Entries supplied:
—————

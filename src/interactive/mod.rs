//! Interactive input collection
//!
//! - `prompter` - The `Prompter` capability and its dialoguer terminal implementation
//! - `session` - The prompt sequence building a `DepositRequest`, and result display

pub mod prompter;
pub mod session;

pub use prompter::{Prompter, TerminalPrompter};
pub use session::{present, Session, SessionResult};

—————

Problem to work on: Each record must appear again, word for word.

Answer below:
filename src/interactive/mod.rs
//! Interactive input collection
//!
//! - `prompter` - The `Prompter` capability and its dialoguer terminal implementation
//! - `session` - The prompt sequence building a `DepositRequest`, and result display

pub mod prompter;
pub mod session;

pub use prompter::{Prompter, TerminalPrompter};
pub use session::{present, Session, SessionResult};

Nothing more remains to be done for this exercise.